Edo Hasanbegovic 1,, Nermana Cengic 1, Snijezana Hasanbegovic 1, Jasmina Heljic 1, Ismail Lutolli 1, Edin Begic 2
PMCID: PMC5292221  PMID: 28210010

Abstract

Introduction:

Anemia in preterm infants is the pathophysiological process with greater and more rapid decline in hemoglobin compared to the physiological anemia in infants. There is a need for transfusions and administration of human recombinant erythropoietin.

Aim:

To determine the frequency of anemia in premature infants at the Pediatric Clinic, University Clinical Center Sarajevo, as well as parameter values in the blood count of premature infants and to explore a relationship between blood transfusions with the advent of intraventricular hemorrhage (determine treatment outcome in preterm infants).

Patients and methods:

Research is retrospective study and it included the period of six months in year 2014. Research included 100 patients, gestational age < 37 weeks (premature infants). Data were collected by examining the medical records of patients at the Pediatric Clinic, UCCS.

Results:

The first group of patients were premature infants of gestational age ≤ 32 weeks (62/100) and the second group were premature infants of gestational age 33-37 weeks (38/100). Among the patients, 5% were boys and 46% girls. There was significant difference in birth weight and APGAR score among the groups. In the first group, there were 27.42% of deaths, while in the second group, there were only 10.53% of deaths. There was a significant difference in the length of treatment.
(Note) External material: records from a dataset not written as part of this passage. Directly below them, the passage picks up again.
// Copyright (C) 2024-2026 Push Infra Contributors.
// This file is part of the apns-legacy-client library.

// Licensed under the Apache License, Version 2.0 (the "License");
// you may not use this file except in compliance with the License.
// You may obtain a copy of the License at:
// http://www.apache.org/licenses/LICENSE-2.0

// Unless required by applicable law or agreed to in writing, software
// distributed under the License is distributed on an "AS IS" BASIS,
// WITHOUT WARRANTIES OR CONDITIONS OF ANY KIND, either express or implied.
// See the License for the specific language governing permissions and
// limitations under the License.

//! The error reader: a one-shot task bound to a single connection's
//! read half, reading exactly one 6-byte error frame before it terminates.

use tokio::io::AsyncReadExt;
use tokio::sync::mpsc;
use tracing::trace;

use crate::codec;
use crate::error::TransportError;
use crate::session::SessionEvent;

/// Reads exactly one error frame (or fails trying) from `reader`, then sends
/// the outcome on `events` and returns. Never reused across connections —
/// the send/recover loop spawns a fresh one on every successful `connect`.
pub async fn run<R: AsyncReadExt + Unpin>(mut reader: R, events: mpsc::Sender<SessionEvent>) {
    let mut frame = [0u8; codec::ERROR_FRAME_LEN];

    let outcome = match reader.read_exact(&mut frame).await {
        Ok(_) => SessionEvent::ProtocolError(codec::decode_error_frame(frame)),
        Err(err) => {
            let transport_err = if err.kind() == std::io::ErrorKind::UnexpectedEof {
                TransportError::ShortRead
            } else {
                TransportError::Io(err)
            };
            SessionEvent::TransportError(transport_err)
        }
    };

    trace!("error reader terminating after a single frame");
    // Best-effort: if the loop already moved on to a new connection and
    // dropped this event channel, there is nothing left to deliver to.
    let _ = events.send(outcome).await;
}
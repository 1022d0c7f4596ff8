//! Heatmap CSV export.
//!
//! # Format
//!
//! ```text
//! Position Heatmap
//! <N rows of N comma-separated presence totals>
//!
//! Boost Usage Heatmap
//! <N rows of N comma-separated consumption totals>
//! ```
//!
//! Row `y` holds grid row `y` (field Y axis), columns in ascending X.

use std::fs::File;
use std::io::{BufWriter, Write};
use std::path::{Path, PathBuf};

use csv::WriterBuilder;
use tracing::info;

use bm_telemetry::{HeatmapGrid, Layer};

use crate::{OutputError, OutputResult, ensure_parent};

/// Sub-directory of the data directory that holds heatmap exports.
pub const HEATMAP_DIR: &str = "heatmaps";

/// `<data_dir>/heatmaps/<name>.csv`, or an error if `name` is empty or
/// would escape the heatmap directory.
pub fn heatmap_path(data_dir: &Path, name: &str) -> OutputResult<PathBuf> {
    let name = name.trim();
    if name.is_empty() || name.contains(['/', '\\']) || name == "." || name == ".." {
        return Err(OutputError::InvalidName(name.to_owned()));
    }
    Ok(data_dir.join(HEATMAP_DIR).join(format!("{name}.csv")))
}

/// Write both layers of `grid` to `out`.
pub fn write_heatmap<W: Write>(grid: &HeatmapGrid, mut out: W) -> OutputResult<()> {
    write_layer(grid, Layer::Presence, &mut out)?;
    out.write_all(b"\n")?;
    write_layer(grid, Layer::Consumption, &mut out)?;
    out.flush()?;
    Ok(())
}

fn write_layer<W: Write>(grid: &HeatmapGrid, layer: Layer, out: &mut W) -> OutputResult<()> {
    let mut wtr = WriterBuilder::new().has_headers(false).flexible(true).from_writer(out);
    wtr.write_record([layer.title()])?;
    for y in 0..grid.size() {
        wtr.write_record(grid.row(layer, y).map(|v| v.to_string()))?;
    }
    wtr.flush()?;
    Ok(())
}

/// Export `grid` to `<data_dir>/heatmaps/<name>.csv`, overwriting any
/// existing file.  Returns the path written.
pub fn export_heatmap(grid: &HeatmapGrid, data_dir: &Path, name: &str) -> OutputResult<PathBuf> {
    let path = heatmap_path(data_dir, name)?;
    ensure_parent(&path)?;
    write_heatmap(grid, BufWriter::new(File::create(&path)?))?;
    info!(path = %path.display(), size = grid.size(), "heatmap exported");
    Ok(path)
}
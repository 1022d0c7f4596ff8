//! `NotificationScheduler`: bounded FIFO of active notifications.

use std::collections::VecDeque;

use tracing::{debug, info, warn};

use crate::{HudEntry, Notification, Trigger};

/// Active notifications kept on screen at once.
pub const DEFAULT_CAPACITY: usize = 5;

/// Outcome of one [`NotificationScheduler::update`] call.
#[derive(Clone, Debug, Default, PartialEq)]
pub struct UpdateReport {
    /// Notifications whose lifetime ran out this update.
    pub expired: usize,
    /// Copies of the templates of triggers that fired, in registration order.
    pub fired:   Vec<Notification>,
    /// Triggers that returned an error.
    pub failed:  usize,
}

struct Registered<C> {
    trigger:  Box<dyn Trigger<C>>,
    template: Notification,
}

pub struct NotificationScheduler<C> {
    capacity: usize,
    active:   VecDeque<Notification>,
    triggers: Vec<Registered<C>>,
}

impl<C> Default for NotificationScheduler<C> {
    fn default() -> Self {
        Self::new(DEFAULT_CAPACITY)
    }
}

impl<C> NotificationScheduler<C> {
    /// `capacity` is clamped to at least 1.  Storage grows on demand, so a
    /// large capacity costs nothing up front.
    pub fn new(capacity: usize) -> Self {
        let capacity = capacity.max(1);
        Self {
            capacity,
            active: VecDeque::with_capacity(capacity.min(DEFAULT_CAPACITY)),
            triggers: Vec::new(),
        }
    }

    pub fn capacity(&self) -> usize {
        self.capacity
    }

    /// Change the capacity, evicting the oldest notifications that no
    /// longer fit.
    pub fn set_capacity(&mut self, capacity: usize) {
        self.capacity = capacity.max(1);
        while self.active.len() > self.capacity {
            self.active.pop_front();
        }
    }

    /// Show `notification`, evicting and returning the oldest active one if
    /// the queue is full.
    pub fn show(&mut self, mut notification: Notification) -> Option<Notification> {
        let evicted = if self.active.len() >= self.capacity { self.active.pop_front() } else { None };
        if let Some(old) = &evicted {
            debug!(kind = ?old.kind, "notification evicted");
        }
        notification.elapsed = 0.0;
        info!(kind = ?notification.kind, message = %notification.message, "notification shown");
        self.active.push_back(notification);
        evicted
    }

    /// Register `trigger`; each time it evaluates to `true` a copy of
    /// `template` is shown.
    pub fn register_trigger<T>(&mut self, trigger: T, template: Notification)
    where
        T: Trigger<C> + 'static,
    {
        self.triggers.push(Registered { trigger: Box::new(trigger), template });
    }

    pub fn trigger_count(&self) -> usize {
        self.triggers.len()
    }

    /// Age active notifications by `dt`, drop expired ones, then evaluate
    /// every trigger once against `ctx`.
    ///
    /// A trigger error is logged and counted; the remaining triggers still
    /// run.
    pub fn update(&mut self, dt: f32, ctx: &C) -> UpdateReport {
        let mut report = UpdateReport::default();

        let before = self.active.len();
        for n in &mut self.active {
            n.elapsed += dt;
        }
        self.active.retain(|n| !n.is_expired());
        report.expired = before - self.active.len();

        for (i, reg) in self.triggers.iter_mut().enumerate() {
            match reg.trigger.evaluate(ctx) {
                Ok(true) => report.fired.push(reg.template.clone()),
                Ok(false) => {}
                Err(e) => {
                    warn!(trigger = i, error = %e, "notification trigger failed");
                    report.failed += 1;
                }
            }
        }
        for n in &report.fired {
            self.show(n.clone());
        }
        report
    }

    /// Active notifications, oldest first.
    pub fn active(&self) -> impl Iterator<Item = &Notification> {
        self.active.iter()
    }

    pub fn len(&self) -> usize {
        self.active.len()
    }

    pub fn is_empty(&self) -> bool {
        self.active.is_empty()
    }

    /// Render data for every active notification, oldest first.
    pub fn hud_entries(&self) -> Vec<HudEntry> {
        self.active
            .iter()
            .map(|n| HudEntry { message: n.message.clone(), alpha: n.alpha(), color: n.color })
            .collect()
    }

    /// Drop every active notification.  Registered triggers are kept.
    pub fn clear_all(&mut self) {
        self.active.clear();
    }
}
There was a statistically significant difference in the need for transfusion among the groups. 18 patients in the first group required a transfusion, while in the second group only 3 patients.

Conclusions:

Preterm infants of gestational age ≤ 32 weeks are likely candidates for blood transfusion during treatment. Preterm infants of gestational age ≤ 32 weeks have the risk of intracranial bleeding associated with the application of blood transfusion in the first week of life.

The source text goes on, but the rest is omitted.